WugGPT | ChangeLing Lab

Various claims have been made about the linguistic capacities of large language models. Some have asserted that, as next token prediction models, they do not display human-like linguistic “competence.” Others have claimed that the language abilities of LLMs are practically identical to those of humans. One way of testing this is to perform “psycholinguistic” experiments on LLMs.

One of the most influential psycholinguistic experiments was the Wug Test, in which small children were asked to complete sentences that required applying a morphological operation to a nonce word (a make-up word). For example, children might be shown a picture of a bird-like creature and be told “this is a wug.” Then, being shown two of the creatures, they would be told, “now there are two of them.

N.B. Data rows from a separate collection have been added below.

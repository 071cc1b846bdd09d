use std::ops::Range;

use cgmath::{Matrix4, SquareMatrix, Vector3};
use wgpu::Device;

use super::vertex::Vertex3D;

/// CPU-side mesh with lazily created GPU buffers.
///
/// Positions, normals, and colors are interleaved as [`Vertex3D`]. The color
/// attribute can be replaced after load (gradient recoloring); replacement is
/// always a whole-buffer swap, flushed to the GPU on the next frame.
pub struct Mesh {
    vertices: Vec<Vertex3D>,
    indices: Vec<u32>,
    vertex_buffer: Option<wgpu::Buffer>,
    index_buffer: Option<wgpu::Buffer>,
    pub index_count: u32,
    pub vertex_count: u32,
    colors_dirty: bool,
}

// Clones share no GPU state; the copy uploads its own buffers on init.
impl Clone for Mesh {
    fn clone(&self) -> Self {
        Self {
            vertices: self.vertices.clone(),
            indices: self.indices.clone(),
            vertex_buffer: None,
            index_buffer: None,
            index_count: self.index_count,
            vertex_count: self.vertex_count,
            colors_dirty: false,
        }
    }
}

impl Mesh {
    /// Builds a mesh from flat position/normal buffers (xyz-interleaved).
    /// Vertex colors start out white until a recolor pass runs.
    pub fn new(positions: Vec<f32>, normals: Vec<f32>, indices: Vec<u32>) -> Self {
        let index_count = indices.len() as u32;
        let vertex_count = (positions.len() / 3) as u32;

        let mut vertices = Vec::with_capacity(vertex_count as usize);
        for i in 0..vertex_count as usize {
            vertices.push(Vertex3D {
                position: [positions[i * 3], positions[i * 3 + 1], positions[i * 3 + 2]],
                normal: [normals[i * 3], normals[i * 3 + 1], normals[i * 3 + 2]],
                color: [1.0, 1.0, 1.0],
            });
        }

        Self {
            vertices,
            indices,
            vertex_buffer: None,
            index_buffer: None,
            index_count,
            vertex_count,
            colors_dirty: false,
        }
    }

    /// Vertex positions, one `[x, y, z]` per vertex in buffer order.
    pub fn positions(&self) -> Vec<[f32; 3]> {
        self.vertices.iter().map(|v| v.position).collect()
    }

    /// Flat RGB color buffer, three floats per vertex.
    pub fn colors(&self) -> Vec<f32> {
        let mut out = Vec::with_capacity(self.vertices.len() * 3);
        for v in &self.vertices {
            out.extend_from_slice(&v.color);
        }
        out
    }

    pub fn indices(&self) -> &[u32] {
        &self.indices
    }

    /// Replaces the whole color attribute. `colors` must hold exactly three
    /// floats per vertex.
    pub fn set_colors(&mut self, colors: &[f32]) {
        assert_eq!(
            colors.len(),
            self.vertices.len() * 3,
            "color buffer length must be 3 x vertex count"
        );

        for (i, v) in self.vertices.iter_mut().enumerate() {
            v.color = [colors[i * 3], colors[i * 3 + 1], colors[i * 3 + 2]];
        }
        self.colors_dirty = true;
    }

    pub fn colors_dirty(&self) -> bool {
        self.colors_dirty
    }

    /// Rewrites the full GPU vertex buffer if the colors changed since the
    /// last flush. No-op before `init_gpu_resources`.
    pub fn flush_colors(&mut self, queue: &wgpu::Queue) {
        if !self.colors_dirty {
            return;
        }
        if let Some(buffer) = &self.vertex_buffer {
            queue.write_buffer(buffer, 0, bytemuck::cast_slice(&self.vertices));
        }
        self.colors_dirty = false;
    }

    pub(crate) fn init_gpu_resources(&mut self, device: &Device) {
        let vertex_buffer = wgpu::util::DeviceExt::create_buffer_init(
            device,
            &wgpu::util::BufferInitDescriptor {
                label: Some("Vertex Buffer"),
                contents: bytemuck::cast_slice(&self.vertices),
                usage: wgpu::BufferUsages::VERTEX | wgpu::BufferUsages::COPY_DST,
            },
        );

        let index_buffer = wgpu::util::DeviceExt::create_buffer_init(
            device,
            &wgpu::util::BufferInitDescriptor {
                label: Some("Index Buffer"),
                contents: bytemuck::cast_slice(&self.indices),
                usage: wgpu::BufferUsages::INDEX,
            },
        );

        self.vertex_buffer = Some(vertex_buffer);
        self.index_buffer = Some(index_buffer);
        self.colors_dirty = false;
    }

    /// Calculates smooth vertex normals by averaging face normals. Used when
    /// a loaded model carries no normals; runs once at load time, never on
    /// recolor (coloring does not alter geometry).
    pub fn calculate_face_normals(positions: &[f32], indices: &[u32]) -> Vec<f32> {
        let vertex_count = positions.len() / 3;
        let mut normals = vec![0.0; positions.len()];
        let mut counts = vec![0u32; vertex_count];

        for triangle in indices.chunks(3) {
            let i0 = triangle[0] as usize;
            let i1 = triangle[1] as usize;
            let i2 = triangle[2] as usize;

            let v0 = Vector3::new(
                positions[i0 * 3],
                positions[i0 * 3 + 1],
                positions[i0 * 3 + 2],
            );
            let v1 = Vector3::new(
                positions[i1 * 3],
                positions[i1 * 3 + 1],
                positions[i1 * 3 + 2],
            );
            let v2 = Vector3::new(
                positions[i2 * 3],
                positions[i2 * 3 + 1],
                positions[i2 * 3 + 2],
            );

            let face_normal = (v1 - v0).cross(v2 - v0);

            for &vertex_idx in &[i0, i1, i2] {
                normals[vertex_idx * 3] += face_normal.x;
                normals[vertex_idx * 3 + 1] += face_normal.y;
                normals[vertex_idx * 3 + 2] += face_normal.z;
                counts[vertex_idx] += 1;
            }
        }

        for i in 0..vertex_count {
            if counts[i] > 0 {
                let n = Vector3::new(normals[i * 3], normals[i * 3 + 1], normals[i * 3 + 2])
                    / counts[i] as f32;
                let length = (n.x * n.x + n.y * n.y + n.z * n.z).sqrt();
                if length > 0.0 {
                    normals[i * 3] = n.x / length;
                    normals[i * 3 + 1] = n.y / length;
                    normals[i * 3 + 2] = n.z / length;
                }
            }
        }

        normals
    }
}

/// Per-object uniform data: model matrix plus shading flags.
///
/// Must match the ObjectUniform struct in scene.wgsl exactly.
#[repr(C)]
#[derive(Copy, Clone, Debug, bytemuck::Pod, bytemuck::Zeroable)]
pub struct ObjectUniform {
    pub model: [[f32; 4]; 4],
    /// x: receive_shadow (0/1), y: use_vertex_color (0/1), z/w unused
    pub flags: [f32; 4],
}

/// GPU resources for one object: uniform buffer plus bind group.
pub struct ObjectGpuResources {
    pub transform_buffer: wgpu::Buffer,
    pub transform_bind_group: wgpu::BindGroup,
}

/// A scene object: one or more meshes sharing a transform and render flags.
pub struct Object {
    pub name: String,
    pub meshes: Vec<Mesh>,
    pub transform: Matrix4<f32>,
    pub material_id: Option<String>,
    pub visible: bool,
    pub wireframe: bool,
    pub cast_shadow: bool,
    pub receive_shadow: bool,
    /// Meshes render with their per-vertex color attribute instead of the
    /// material base color.
    pub vertex_colored: bool,
    pub gpu_resources: Option<ObjectGpuResources>,
}

impl Object {
    pub fn new(name: &str, meshes: Vec<Mesh>) -> Self {
        Self {
            name: name.to_string(),
            meshes,
            transform: Matrix4::identity(),
            material_id: None,
            visible: true,
            wireframe: false,
            cast_shadow: false,
            receive_shadow: false,
            vertex_colored: false,
            gpu_resources: None,
        }
    }

    pub fn set_material(&mut self, material_id: &str) {
        self.material_id = Some(material_id.to_string());
    }

    pub fn set_transform(&mut self, transform: Matrix4<f32>) {
        self.transform = transform;
    }

    fn uniform(&self) -> ObjectUniform {
        ObjectUniform {
            // cgmath matrices are column-major, which is what the GPU expects
            model: self.transform.into(),
            flags: [
                if self.receive_shadow { 1.0 } else { 0.0 },
                if self.vertex_colored { 1.0 } else { 0.0 },
                0.0,
                0.0,
            ],
        }
    }

    /// Syncs the transform and flag uniform to the GPU if resources exist.
    pub fn update_transform(&mut self, queue: &wgpu::Queue) {
        if let Some(gpu_resources) = &self.gpu_resources {
            let uniform = self.uniform();
            queue.write_buffer(
                &gpu_resources.transform_buffer,
                0,
                bytemuck::bytes_of(&uniform),
            );
        }
    }

    pub fn get_transform_bind_group(&self) -> Option<&wgpu::BindGroup> {
        self.gpu_resources
            .as_ref()
            .map(|res| &res.transform_bind_group)
    }

    pub fn init_gpu_resources(&mut self, device: &Device) {
        for mesh in self.meshes.iter_mut() {
            mesh.init_gpu_resources(device);
        }

        let uniform = self.uniform();
        let transform_buffer = wgpu::util::DeviceExt::create_buffer_init(
            device,
            &wgpu::util::BufferInitDescriptor {
                label: Some("Object Uniform Buffer"),
                contents: bytemuck::bytes_of(&uniform),
                usage: wgpu::BufferUsages::UNIFORM | wgpu::BufferUsages::COPY_DST,
            },
        );

        let transform_bind_group_layout = Self::bind_group_layout(device);

        let transform_bind_group = device.create_bind_group(&wgpu::BindGroupDescriptor {
            label: Some("Object Bind Group"),
            layout: &transform_bind_group_layout,
            entries: &[wgpu::BindGroupEntry {
                binding: 0,
                resource: transform_buffer.as_entire_binding(),
            }],
        });

        self.gpu_resources = Some(ObjectGpuResources {
            transform_buffer,
            transform_bind_group,
        });
    }

    /// Layout shared by all per-object bind groups (slot 1 in pipelines).
    pub fn bind_group_layout(device: &Device) -> wgpu::BindGroupLayout {
        device.create_bind_group_layout(&wgpu::BindGroupLayoutDescriptor {
            label: Some("Object Bind Group Layout"),
            entries: &[wgpu::BindGroupLayoutEntry {
                binding: 0,
                visibility: wgpu::ShaderStages::VERTEX | wgpu::ShaderStages::FRAGMENT,
                ty: wgpu::BindingType::Buffer {
                    ty: wgpu::BufferBindingType::Uniform,
                    has_dynamic_offset: false,
                    min_binding_size: None,
                },
                count: None,
            }],
        })
    }
}

pub trait DrawObject<'a> {
    fn draw_mesh(&mut self, mesh: &'a Mesh);
    fn draw_mesh_instanced(&mut self, mesh: &'a Mesh, instances: Range<u32>);
    fn draw_object(&mut self, object: &'a Object);
    fn draw_object_instanced(&mut self, object: &'a Object, instances: Range<u32>);
}

impl<'a, 'b> DrawObject<'b> for wgpu::RenderPass<'a>
where
    'b: 'a,
{
    fn draw_mesh(&mut self, mesh: &'b Mesh) {
        self.draw_mesh_instanced(mesh, 0..1);
    }

    fn draw_mesh_instanced(&mut self, mesh: &'b Mesh, instances: Range<u32>) {
        let vertex_buffer = match &mesh.vertex_buffer {
            Some(buffer) => buffer,
            None => return, // Skip drawing if not uploaded
        };
        let index_buffer = match &mesh.index_buffer {
            Some(buffer) => buffer,
            None => return,
        };

        self.set_vertex_buffer(0, vertex_buffer.slice(..));
        self.set_index_buffer(index_buffer.slice(..), wgpu::IndexFormat::Uint32);
        self.draw_indexed(0..mesh.index_count, 0, instances);
    }

    fn draw_object(&mut self, object: &'b Object) {
        self.draw_object_instanced(object, 0..1);
    }

    fn draw_object_instanced(&mut self, object: &'b Object, instances: Range<u32>) {
        for mesh in &object.meshes {
            self.draw_mesh_instanced(mesh, instances.clone());
        }
    }
}

#[cfg(test)]
mod tests {
    use super::*;

    #[test]
    fn set_colors_replaces_whole_buffer() {
        let mut mesh = Mesh::new(
            vec![0.0, 0.0, 0.0, 1.0, 0.0, 0.0, 0.0, 1.0, 0.0],
            vec![0.0, 0.0, 1.0].repeat(3),
            vec![0, 1, 2],
        );

        let colors = vec![0.1, 0.2, 0.3, 0.4, 0.5, 0.6, 0.7, 0.8, 0.9];
        mesh.set_colors(&colors);

        assert_eq!(mesh.colors(), colors);
        assert!(mesh.colors_dirty());
    }

    #[test]
    #[should_panic(expected = "color buffer length")]
    fn set_colors_rejects_wrong_length() {
        let mut mesh = Mesh::new(
            vec![0.0, 0.0, 0.0, 1.0, 0.0, 0.0],
            vec![0.0, 0.0, 1.0].repeat(2),
            vec![],
        );
        mesh.set_colors(&[1.0, 0.0]);
    }

    #[test]
    fn face_normals_for_upward_triangle() {
        let positions = vec![0.0, 0.0, 0.0, 1.0, 0.0, 0.0, 0.0, 0.0, -1.0];
        let normals = Mesh::calculate_face_normals(&positions, &[0, 1, 2]);

        for i in 0..3 {
            assert!((normals[i * 3 + 1] - 1.0).abs() < 1e-5);
        }
    }
}
//! # Procedural Gradient Coloring
//!
//! The island's terrain is colored per vertex by mapping each vertex's height
//! through a three-stop gradient. This module holds the pure evaluator, the
//! vertex color synthesizer, and the reactive controller that keeps mesh
//! color buffers in sync with the scene settings.

pub mod blend;
pub mod recolor;
pub mod synthesize;

// Re-export main types
pub use blend::{blend, lerp, Color, GradientStops};
pub use recolor::{Debouncer, RecolorController, RecolorStats, HEIGHT_DOMAIN, WIREFRAME_DEBOUNCE};
pub use synthesize::{map_linear, synthesize, HeightAxis};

There are two….” English speaking children, even very small children, then continue, “wugs!” This test showed that small children are able to generalize morphological and phonological patterns to contexts where they have never seen them before.

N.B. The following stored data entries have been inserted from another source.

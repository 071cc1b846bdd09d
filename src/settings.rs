//! User-adjustable scene settings.
//!
//! The control panel edits a [`SceneSettings`] value each frame and reports
//! what changed through [`SettingsChanges`], so the frame loop only reacts to
//! actual edits (recoloring is not cheap, and wireframe toggles are
//! debounced).

use crate::gradient::GradientStops;

/// Everything the control panel can change.
#[derive(Debug, Clone, PartialEq)]
pub struct SceneSettings {
    /// Render the island group as wireframe (debounced before applying).
    pub wireframe: bool,
    /// Spin the island group.
    pub spin: bool,
    /// Vertical position of the island group.
    pub island_height: f32,
    /// Mid gradient stop, the island's surface color.
    pub island_color: [f32; 3],
    /// Bottom gradient stop, the island's underside color.
    pub bottom_color: [f32; 3],
}

impl Default for SceneSettings {
    fn default() -> Self {
        let stops = GradientStops::default();
        Self {
            wireframe: false,
            spin: false,
            island_height: crate::island::DEFAULT_HEIGHT,
            island_color: stops.mid,
            bottom_color: stops.bottom,
        }
    }
}

/// What the panel changed this frame.
#[derive(Debug, Default, Clone, Copy)]
pub struct SettingsChanges {
    pub wireframe_toggled: bool,
    pub colors_changed: bool,
    pub height_changed: bool,
}

impl SettingsChanges {
    pub fn any(&self) -> bool {
        self.wireframe_toggled || self.colors_changed || self.height_changed
    }
}

#[cfg(test)]
mod tests {
    use super::*;

    #[test]
    fn defaults_match_gradient_stops() {
        let settings = SceneSettings::default();
        let stops = GradientStops::default();
        assert_eq!(settings.island_color, stops.mid);
        assert_eq!(settings.bottom_color, stops.bottom);
        assert_eq!(settings.island_height, -5.0);
    }

    #[test]
    fn no_changes_by_default() {
        assert!(!SettingsChanges::default().any());
    }
}
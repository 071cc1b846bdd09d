use winit::{
    dpi::PhysicalPosition,
    event::{DeviceEvent, ElementState, MouseScrollDelta},
    window::Window,
};

use super::orbit_camera::OrbitCamera;

/// Translates raw mouse input into orbit camera motion.
pub struct CameraController {
    pub rotate_speed: f32,
    pub zoom_speed: f32,
    pub pan_speed: f32,
    is_shift_held: bool,
    is_mouse_pressed: bool,
}

impl CameraController {
    pub fn new(rotate_speed: f32, zoom_speed: f32) -> Self {
        Self {
            rotate_speed,
            zoom_speed,
            pan_speed: 0.01,
            is_shift_held: false,
            is_mouse_pressed: false,
        }
    }

    pub fn process_events(
        &mut self,
        event: &DeviceEvent,
        window: &Window,
        camera: &mut OrbitCamera,
    ) {
        match event {
            DeviceEvent::Button {
                button: 0, // Left mouse button
                state,
            } => {
                self.is_mouse_pressed = *state == ElementState::Pressed;
            }
            DeviceEvent::MouseWheel { delta, .. } => {
                let scroll_amount = -match delta {
                    MouseScrollDelta::LineDelta(_, scroll) => *scroll,
                    MouseScrollDelta::PixelDelta(PhysicalPosition { y: scroll, .. }) => {
                        *scroll as f32
                    }
                };
                camera.add_distance(scroll_amount * self.zoom_speed);
                window.request_redraw();
            }
            DeviceEvent::MouseMotion { delta } => {
                if self.is_mouse_pressed {
                    if self.is_shift_held {
                        // Shift + drag pans the focus point.
                        camera.pan((
                            -delta.0 as f32 * self.pan_speed,
                            delta.1 as f32 * self.pan_speed,
                        ));
                    } else {
                        camera.add_yaw(-delta.0 as f32 * self.rotate_speed);
                        camera.add_pitch(delta.1 as f32 * self.rotate_speed);
                    }
                    window.request_redraw();
                }
            }
            _ => (),
        }
    }

    pub fn set_shift_held(&mut self, held: bool) {
        self.is_shift_held = held;
    }
}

Our research applies the same technique to language models, investigating the degree to which they can generalize morphology—whether inflection or derivation—to nonce words or, in other words, the degree to which LLMs have human-like morphological behavior.

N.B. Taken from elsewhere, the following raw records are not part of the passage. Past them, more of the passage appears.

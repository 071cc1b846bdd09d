//! # Graphics Module
//!
//! All graphics-related functionality for the floating island demo: camera
//! systems, rendering pipelines, scene management, procedural geometry,
//! raycasting, and GPU resource handling.
//!
//! ## Architecture Overview
//!
//! - **Camera System** ([`camera`]) - Orbit camera with smooth controls
//! - **Rendering Pipeline** ([`rendering`]) - Shaded rendering with shadow
//!   mapping and a wireframe pipeline variant
//! - **Scene Management** ([`scene`]) - Objects, meshes, and model loading
//! - **Resource Management** ([`resources`]) - Materials and GPU resources
//! - **Geometry** ([`geometry`]) - Procedural primitives for scene props
//! - **Raycasting** ([`raycast`]) - Surface queries for prop placement

pub mod camera;
pub mod geometry;
pub mod raycast;
pub mod rendering;
pub mod resources;
pub mod scene;

// Re-export commonly used types
pub use camera::orbit_camera::OrbitCamera;
pub use rendering::render_engine::RenderEngine;
//! Global uniform bindings for camera and scene data
//!
//! Manages GPU uniform buffers and bind groups for global rendering state
//! that is shared across all objects in a scene, including camera matrices
//! and lighting data for shadow mapping.

use crate::{
    gfx::camera::camera_utils::CameraUniform,
    wgpu_utils::{
        binding_builder::{BindGroupBuilder, BindGroupLayoutBuilder, BindGroupLayoutWithDesc},
        binding_types,
        uniform_buffer::UniformBuffer,
    },
};

/// Global uniform buffer content structure
///
/// MUST match the GlobalUniform struct in the shaders exactly.
#[repr(C)]
#[derive(Copy, Clone, Debug)]
pub struct GlobalUBOContent {
    view_position: [f32; 4],
    view_proj: [[f32; 4]; 4],

    light_position: [f32; 3],
    ambient: f32,
    light_color: [f32; 3],
    light_intensity: f32,
    light_view_proj: [[f32; 4]; 4],
}

unsafe impl bytemuck::Pod for GlobalUBOContent {}
unsafe impl bytemuck::Zeroable for GlobalUBOContent {}

/// Light configuration for shading and shadow mapping
#[derive(Copy, Clone, Debug)]
pub struct LightConfig {
    pub position: [f32; 3],
    pub color: [f32; 3],
    pub intensity: f32,
    pub ambient: f32,
}

impl Default for LightConfig {
    fn default() -> Self {
        Self {
            position: [10.0, 20.0, 10.0],
            color: [1.0, 1.0, 1.0],
            intensity: 1.0,
            ambient: 0.35,
        }
    }
}

/// Type alias for the global uniform buffer
pub type GlobalUBO = UniformBuffer<GlobalUBOContent>;

/// Updates the global uniform buffer with camera and light data
///
/// Should be called each frame so shading and the shadow pass agree on the
/// light's view-projection matrix.
pub fn update_global_ubo(
    ubo: &mut GlobalUBO,
    queue: &wgpu::Queue,
    camera: CameraUniform,
    light: LightConfig,
) {
    let light_pos = cgmath::Point3::new(light.position[0], light.position[1], light.position[2]);
    let light_view = cgmath::Matrix4::look_at_rh(
        light_pos,
        cgmath::Point3::new(0.0, 0.0, 0.0),
        cgmath::Vector3::unit_y(),
    );

    // Ortho bounds sized to cover the island and its props
    let light_proj = cgmath::ortho(-25.0, 25.0, -25.0, 25.0, 1.0, 50.0);
    let light_view_proj = light_proj * light_view;

    let content = GlobalUBOContent {
        view_position: camera.view_position,
        view_proj: camera.view_proj,

        light_position: light.position,
        ambient: light.ambient,
        light_color: light.color,
        light_intensity: light.intensity,
        light_view_proj: light_view_proj.into(),
    };

    ubo.update_content(queue, content);
}

/// Manages bind group layouts and bind groups for global uniforms
///
/// Bound to slot 0 in all render pipelines.
pub struct GlobalBindings {
    bind_group_layout: BindGroupLayoutWithDesc,
    bind_group: Option<wgpu::BindGroup>,
}

impl GlobalBindings {
    pub fn new(device: &wgpu::Device) -> Self {
        let bind_group_layout = BindGroupLayoutBuilder::new()
            .next_binding_rendering(binding_types::uniform())
            .create(device, "Globals Bind Group");

        GlobalBindings {
            bind_group_layout,
            bind_group: None,
        }
    }

    /// Creates the bind group with the provided uniform buffer
    ///
    /// Must be called after the uniform buffer is created and before
    /// any rendering operations that need global uniforms.
    pub fn create_bind_group(&mut self, device: &wgpu::Device, ubo: &GlobalUBO) {
        self.bind_group = Some(
            BindGroupBuilder::new(&self.bind_group_layout)
                .resource(ubo.binding_resource())
                .create(device, "Global Bind Group"),
        );
    }

    pub fn bind_group_layouts(&self) -> &wgpu::BindGroupLayout {
        &self.bind_group_layout.layout
    }

    /// Returns the bind group for rendering
    ///
    /// # Panics
    /// Panics if `create_bind_group()` hasn't been called yet
    pub fn bind_groups(&self) -> &wgpu::BindGroup {
        self.bind_group
            .as_ref()
            .expect("Bind group has not been created yet!")
    }
}
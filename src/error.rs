//! Error types for scene loading and composition.

use thiserror::Error;

/// Errors surfaced while building the scene.
#[derive(Debug, Error)]
pub enum SceneError {
    /// An OBJ asset could not be read or parsed.
    #[error("failed to load model '{path}': {source}")]
    AssetLoad {
        path: String,
        #[source]
        source: tobj::LoadError,
    },

    /// An asset parsed but contained no usable mesh data.
    #[error("model '{path}' contains no meshes")]
    EmptyModel { path: String },

    /// A scene object handle no longer resolves to an object.
    #[error("no object at index {index}")]
    MissingObject { index: usize },
}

The project, about testing the linguistics capabilities of large language models, has resulted in a couple of papers, with more to come:

(Weissweiler et al., 2023)
(Mortensen et al., 2024)

In particular, ongoing work compares human and LLM derivational morphology and finds that—like humans—LLMs use analogical relationships to derive words but—unlike humans—current LLMs rely on token frequencies rather than type frequencies of exemplars.

References

2024

Verbing Weirds Language (Models): Evaluation of English Zero-Derivation in Five LLMs

David R. Mortensen, Valentina Izrailevitch, Yunze Xiao, and 2 more authors

In Proceedings of the 2024 Joint International Conference on Computational Linguistics, Language Resources and Evaluation (LREC-COLING 2024), May 2024

Abs

Lexical-syntactic flexibility, in the form of conversion (or zero-derivation) is a hallmark of English morphology. In conversion, a word with one part of speech is placed in a non-prototypical context, where it is coerced to behave as if it had a different part of speech. However, while this process affects a large part of the English lexicon, little work has been done to establish the degree to which language models capture this type of generalization. This paper reports the first study on the behavior of large language models with reference to conversion. We design a task for testing lexical-syntactic flexibility—the degree to which models can generalize over words in a construction with a non-prototypical part of speech. This task is situated within a natural language inference paradigm. We test the abilities of five language models—two proprietary models (GPT-3.5 and GPT-4), three open source model (Mistral 7B, Falcon 40B, and Llama 2 70B). We find that GPT-4 performs best on the task, followed by GPT-3.5, but that the open source language models are also able to perform it and that the 7-billion parameter Mistral displays as little difference between its baseline performance on the natural language inference task and the non-prototypical syntactic category task, as the massive GPT-4.

2023

Counting the Bugs in ChatGPT’s Wugs: A Multilingual Investigation into the Morphological Capabilities of a Large Language Model

Leonie Weissweiler, Valentin Hofmann, Anjali Kantharuban, and 10 more authors

In Proceedings of the 2023 Conference on Empirical Methods in Natural Language Processing, Dec 2023

Abs

Large language models (LLMs) have recently reached an impressive level of linguistic capability, prompting comparisons with human language skills. However, there have been relatively few systematic inquiries into the linguistic capabilities of the latest generation of LLMs, and those studies that do exist (i) ignore the remarkable ability of humans to generalize, (ii) focus only on English, and (iii) investigate syntax or semantics and overlook other capabilities that lie at the heart of human language, like morphology. Here, we close these gaps by conducting the first rigorous analysis of the morphological capabilities of ChatGPT in four typologically varied languages (specifically, English, German, Tamil, and Turkish). We apply a version of Berko’s (1958) wug test to ChatGPT, using novel, uncontaminated datasets for the four examined languages. We find that ChatGPT massively underperforms purpose-built systems, particularly in English. Overall, our results—through the lens of morphology—cast a new light on the linguistic capabilities of ChatGPT, suggesting that claims of human-like language skills are premature and misleading.